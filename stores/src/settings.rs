use std::{collections::HashMap, path::PathBuf, sync::Mutex};

use bitcode::{Decode, Encode};
use log::warn;
use types::DownloadError;
use utils::lock;

use crate::blob;

/// Serialized account-level settings. The engine only touches the content
/// server penalty map; the authentication collaborator owns the rest of the
/// file and shares this store with us.
#[derive(Debug, Clone, Default, Encode, Decode)]
pub struct AccountSettings {
    pub content_server_penalty: HashMap<String, u32>,
}

/// Singleton store guarded by a process-wide mutex. Loads are best-effort:
/// a corrupt file logs a warning and starts empty.
pub struct AccountSettingsStore {
    path: PathBuf,
    inner: Mutex<AccountSettings>,
}

impl AccountSettingsStore {
    pub fn load(path: PathBuf) -> Self {
        let settings = match blob::read_blob(&path) {
            Ok(payload) => match bitcode::decode(&payload) {
                Ok(settings) => settings,
                Err(e) => {
                    warn!("account settings were unreadable, starting fresh: {e}");
                    AccountSettings::default()
                }
            },
            Err(e) if e.kind() == std::io::ErrorKind::NotFound => AccountSettings::default(),
            Err(e) => {
                warn!("account settings were unreadable, starting fresh: {e}");
                AccountSettings::default()
            }
        };
        Self {
            path,
            inner: Mutex::new(settings),
        }
    }

    pub fn save(&self) -> Result<(), DownloadError> {
        let payload = {
            let settings = lock!(self.inner);
            bitcode::encode(&*settings)
        };
        blob::write_blob(&self.path, &payload)?;
        Ok(())
    }

    pub fn penalty(&self, host: &str) -> u32 {
        lock!(self.inner)
            .content_server_penalty
            .get(host)
            .copied()
            .unwrap_or(0)
    }

    pub fn set_penalty(&self, host: &str, penalty: u32) {
        let mut settings = lock!(self.inner);
        if penalty == 0 {
            settings.content_server_penalty.remove(host);
        } else {
            settings
                .content_server_penalty
                .insert(host.to_string(), penalty);
        }
    }

    /// Applied on every server-list refresh so penalties fade across runs.
    pub fn decay_penalties(&self, amount: u32) {
        let mut settings = lock!(self.inner);
        settings
            .content_server_penalty
            .retain(|_, penalty| match penalty.checked_sub(amount) {
                Some(remaining) if remaining > 0 => {
                    *penalty = remaining;
                    true
                }
                _ => false,
            });
    }
}

#[cfg(test)]
mod tests {
    use super::*;

    #[test]
    fn penalties_survive_a_reload() {
        let dir = tempfile::tempdir().unwrap();
        let path = dir.path().join("account.settings");

        let store = AccountSettingsStore::load(path.clone());
        store.set_penalty("cache1.example", 300);
        store.save().unwrap();

        let reloaded = AccountSettingsStore::load(path);
        assert_eq!(reloaded.penalty("cache1.example"), 300);
        assert_eq!(reloaded.penalty("unknown.example"), 0);
    }

    #[test]
    fn decay_floors_at_zero_and_drops_entries() {
        let dir = tempfile::tempdir().unwrap();
        let store = AccountSettingsStore::load(dir.path().join("account.settings"));
        store.set_penalty("a", 7);
        store.set_penalty("b", 3);
        store.decay_penalties(5);
        assert_eq!(store.penalty("a"), 2);
        assert_eq!(store.penalty("b"), 0);
    }

    #[test]
    fn corrupt_file_starts_empty() {
        let dir = tempfile::tempdir().unwrap();
        let path = dir.path().join("account.settings");
        std::fs::write(&path, b"garbage").unwrap();
        let store = AccountSettingsStore::load(path);
        assert_eq!(store.penalty("cache1.example"), 0);
    }
}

**What you need to do:**
After examining the listing, give only the count of lines holding the string "reloaded".

**Output for this task:**
3